Exercise — Repeat exactly the lines from the start of the material below up to and including the "Run the init command" line.

Data for processing —

//! Init command implementation
//!
//! Scaffolds a new Dossier project: `dossier.toml`, `.env.example` and a
//! `.gitignore`.

use super::output::Output;
use std::fs;
use std::path::Path;

/// Result of the init operation
#[derive(Debug)]
pub enum InitResult {
    /// Initialization completed successfully
    Success,
    /// Project already exists (dossier.toml found)
    AlreadyExists,
    /// An error occurred during initialization
    Error(String),
}

/// Configuration for the init command
pub struct InitConfig {
    /// Directory to initialize
    pub path: std::path::PathBuf,
    /// Overwrite existing files
    pub force: bool,
    /// LLM provider to configure (ollama, openai, or both)
    pub provider: String,
    /// Host address for the server
    pub host: String,
    /// Port for the server
    pub port: u16,
}

/// Run the init command
pub fn run(config: InitConfig, output: &Output) -> InitResult {
    output.banner();
    output.header("Initializing Dossier Project");

    let base_path = &config.path;

    let config_path = base_path.join("dossier.toml");
    if config_path.exists() && !config.force {
        output.warning("dossier.toml already exists!");
        output.hint("Use --force to overwrite existing files");
        return InitResult::AlreadyExists;
    }

    if !base_path.exists() {
        if let Err(e) = fs::create_dir_all(base_path) {
            output.error(&format!("Failed to create {}: {}", base_path.display(), e));
            return InitResult::Error(e.to_string());
        }
        output.created_dir(&base_path.display().to_string());
    }

    output.subheader("Creating configuration files");

    let toml_content = generate_dossier_toml(&config);
    if let Err(e) = write_file(&config_path, &toml_content, config.force) {
        output.error(&format!("Failed to create dossier.toml: {}", e));
        return InitResult::Error(e.to_string());
    }
    output.created("config", "dossier.toml");

    let env_example_path = base_path.join(".env.example");
    if let Err(e) = write_file(&env_example_path, &generate_env_example(), config.force) {
        output.error(&format!("Failed to create .env.example: {}", e));
        return InitResult::Error(e.to_string());
    }
    output.created("env", ".env.example");

    let gitignore_path = base_path.join(".gitignore");
    if gitignore_path.exists() {
        output.skipped(".gitignore", "already exists");
    } else if let Err(e) = write_file(&gitignore_path, &generate_gitignore(), false) {
        output.warning(&format!("Failed to create .gitignore: {}", e));
    } else {
        output.created("file", ".gitignore");
    }

    output.complete("Dossier project initialized successfully!");

    output.header("Next Steps");
    output.newline();
    output.info("1. Set up environment variables:");
    output.command("cp .env.example .env");
    output.command("# Edit .env and set TAVILY_API_KEY for web fallback search");
    output.newline();

    if config.provider != "openai" {
        output.info("2. Start Ollama (if not running):");
        output.command("ollama serve");
        output.command("ollama pull qwen3:8b");
        output.newline();
    }

    output.info("3. Start the server, or write a report straight away:");
    output.command("dossier serve");
    output.command("dossier report \"Renewable Energy\" --outline \"Current State, Challenges, Solutions\"");
    output.newline();

    output.hint(&format!(
        "Server will be available at http://{}:{}",
        config.host, config.port
    ));
    output.hint("OpenAPI document at /api/openapi.json");

    InitResult::Success
}

fn write_file(path: &Path, content: &str, force: bool) -> std::io::Result<()> {
    if path.exists() && !force {
        return Ok(());
    }
    fs::write(path, content)
}

pub(crate) fn generate_dossier_toml(config: &InitConfig) -> String {
    let provider_section = match config.provider.as_str() {
        "openai" => {
            r#"# OpenAI-compatible API (set OPENAI_API_KEY in .env)
[providers.openai]
type = "openai"
api_key_env = "OPENAI_API_KEY"
api_base = "https://api.openai.com/v1"
"#
        }
        "both" => {
            r#"# Ollama - Local inference (default)
[providers.ollama-local]
type = "ollama"
base_url = "http://localhost:11434"

# OpenAI-compatible API (set OPENAI_API_KEY in .env)
[providers.openai]
type = "openai"
api_key_env = "OPENAI_API_KEY"
api_base = "https://api.openai.com/v1"
"#
        }
        _ => {
            r#"# Ollama - Local inference (no API key required)
[providers.ollama-local]
type = "ollama"
base_url = "http://localhost:11434"
"#
        }
    };

    let (reasoning_provider, reasoning_model, writer_provider, writer_model) =
        match config.provider.as_str() {
            "openai" => ("openai", "o4-mini", "openai", "gpt-4o-mini"),
            "both" => ("ollama-local", "qwen3:8b", "openai", "gpt-4o-mini"),
            _ => ("ollama-local", "qwen3:8b", "ollama-local", "llama3.2"),
        };

    format!(
        r#"# Dossier Configuration
# =====================
# Generated by: dossier init
#
# Secrets are referenced by environment variable name; see .env.example.
#
# Hot Reloading: research settings are re-read on every request, so edits
# take effect without restarting the server.

# =============================================================================
# Server Configuration
# =============================================================================
[server]
host = "{host}"
port = {port}
log_level = "info"
# "pretty" or "json"
log_format = "pretty"

# =============================================================================
# LLM Providers
# =============================================================================
{provider_section}
# =============================================================================
# Model Configurations
# =============================================================================
# Plans queries, judges relevancy and reflects; should emit <think> traces
[models.reasoning]
provider = "{reasoning_provider}"
model = "{reasoning_model}"

# Drafts sections, the executive summary and artifact answers
[models.writer]
provider = "{writer_provider}"
model = "{writer_model}"

# =============================================================================
# Research Pipeline
# =============================================================================
[research]
reasoning_model = "reasoning"
writer_model = "writer"
timeout_secs = 120
finalize_timeout_factor = 3
num_queries = 3
reflection_rounds = 2
search_web = true
# Set to false for reasoning models that do not emit <think> blocks
require_reasoning_trace = true

# =============================================================================
# Search Providers
# =============================================================================
[knowledge_base]
base_url = "http://localhost:8081/v1/"
default_collection = "default"
# api_key_env = "RAG_API_KEY"

[web_search]
base_url = "https://api.tavily.com"
api_key_env = "TAVILY_API_KEY"
max_results = 2
search_depth = "advanced"
include_domains = []

# =============================================================================
# Artifact Q&A
# =============================================================================
[artifact]
model = "writer"
guardrail = false

# =============================================================================
# Demo Collections
# =============================================================================
[[collections]]
name = "energy"
topic = "Renewable Energy"
report_organization = "Current State, Challenges, Solutions"
"#,
        host = config.host,
        port = config.port,
        provider_section = provider_section,
        reasoning_provider = reasoning_provider,
        reasoning_model = reasoning_model,
        writer_provider = writer_provider,
        writer_model = writer_model,
    )
}

pub(crate) fn generate_env_example() -> String {
    r#"# Dossier Environment Variables
# =============================
# Copy this file to .env and fill in the values.

# Optional: Logging level (trace, debug, info, warn, error)
RUST_LOG=info,dossier=debug

# Web fallback search (Tavily)
TAVILY_API_KEY=tvly-your-key-here

# Optional: OpenAI-compatible API key (if using the openai provider)
# OPENAI_API_KEY=sk-...

# Optional: bearer token for the knowledge base server
# RAG_API_KEY=your-token
"#
    .to_string()
}

fn generate_gitignore() -> String {
    r#"# Environment
.env
.env.local
.env.*.local

# Generated reports
/reports/

# Rust
/target/

# IDE
.idea/
.vscode/
*.swp

# OS
.DS_Store
"#
    .to_string()
}

#[cfg(test)]
mod tests {
    use super::*;
    use crate::utils::toml_config::DossierConfig;
    use tempfile::TempDir;

    fn init_config(path: &Path, provider: &str) -> InitConfig {
        InitConfig {
            path: path.to_path_buf(),
            force: false,
            provider: provider.to_string(),
            host: "127.0.0.1".to_string(),
            port: 3000,
        }
    }

    #[test]
    fn test_generated_toml_validates_for_every_provider() {
        for provider in ["ollama", "openai", "both"] {
            let content = generate_dossier_toml(&init_config(Path::new("/tmp"), provider));
            let config: DossierConfig = toml::from_str(&content).unwrap();
            config.validate().unwrap();
            assert_eq!(config.research.reasoning_model, "reasoning");
            assert_eq!(config.collections.len(), 1);
        }
    }

    #[test]
    fn test_generate_dossier_toml_server_section() {
        let config = InitConfig {
            host: "0.0.0.0".to_string(),
            port: 8080,
            ..init_config(Path::new("/tmp"), "openai")
        };

        let content = generate_dossier_toml(&config);
        assert!(content.contains("host = \"0.0.0.0\""));
        assert!(content.contains("port = 8080"));
        assert!(content.contains("[providers.openai]"));
        assert!(!content.contains("[providers.ollama-local]"));
    }

    #[test]
    fn test_generate_env_example() {
        let content = generate_env_example();
        assert!(content.contains("TAVILY_API_KEY"));
        assert!(content.contains("RUST_LOG"));
        assert!(content.contains("OPENAI_API_KEY"));
    }

    #[test]
    fn test_run_creates_files() {
        let temp_dir = TempDir::new().unwrap();
        let result = run(init_config(temp_dir.path(), "ollama"), &Output::no_color());

        assert!(matches!(result, InitResult::Success));
        assert!(temp_dir.path().join("dossier.toml").exists());
        assert!(temp_dir.path().join(".env.example").exists());
        assert!(temp_dir.path().join(".gitignore").exists());

        DossierConfig::load(temp_dir.path().join("dossier.toml")).unwrap();
    }

    #[test]
    fn test_run_refuses_to_overwrite_without_force() {
        let temp_dir = TempDir::new().unwrap();
        fs::write(temp_dir.path().join("dossier.toml"), "# mine").unwrap();

        let result = run(init_config(temp_dir.path(), "ollama"), &Output::no_color());
        assert!(matches!(result, InitResult::AlreadyExists));
        assert_eq!(
            fs::read_to_string(temp_dir.path().join("dossier.toml")).unwrap(),
            "# mine"
        );

        let forced = InitConfig {
            force: true,
            ..init_config(temp_dir.path(), "ollama")
        };
        assert!(matches!(run(forced, &Output::no_color()), InitResult::Success));
        assert!(fs::read_to_string(temp_dir.path().join("dossier.toml"))
            .unwrap()
            .contains("[research]"));
    }
}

Exercise answer —
//! Init command implementation
//!
//! Scaffolds a new Dossier project: `dossier.toml`, `.env.example` and a
//! `.gitignore`.

use super::output::Output;
use std::fs;
use std::path::Path;

/// Result of the init operation
#[derive(Debug)]
pub enum InitResult {
    /// Initialization completed successfully
    Success,
    /// Project already exists (dossier.toml found)
    AlreadyExists,
    /// An error occurred during initialization
    Error(String),
}

/// Configuration for the init command
pub struct InitConfig {
    /// Directory to initialize
    pub path: std::path::PathBuf,
    /// Overwrite existing files
    pub force: bool,
    /// LLM provider to configure (ollama, openai, or both)
    pub provider: String,
    /// Host address for the server
    pub host: String,
    /// Port for the server
    pub port: u16,
}

/// Run the init command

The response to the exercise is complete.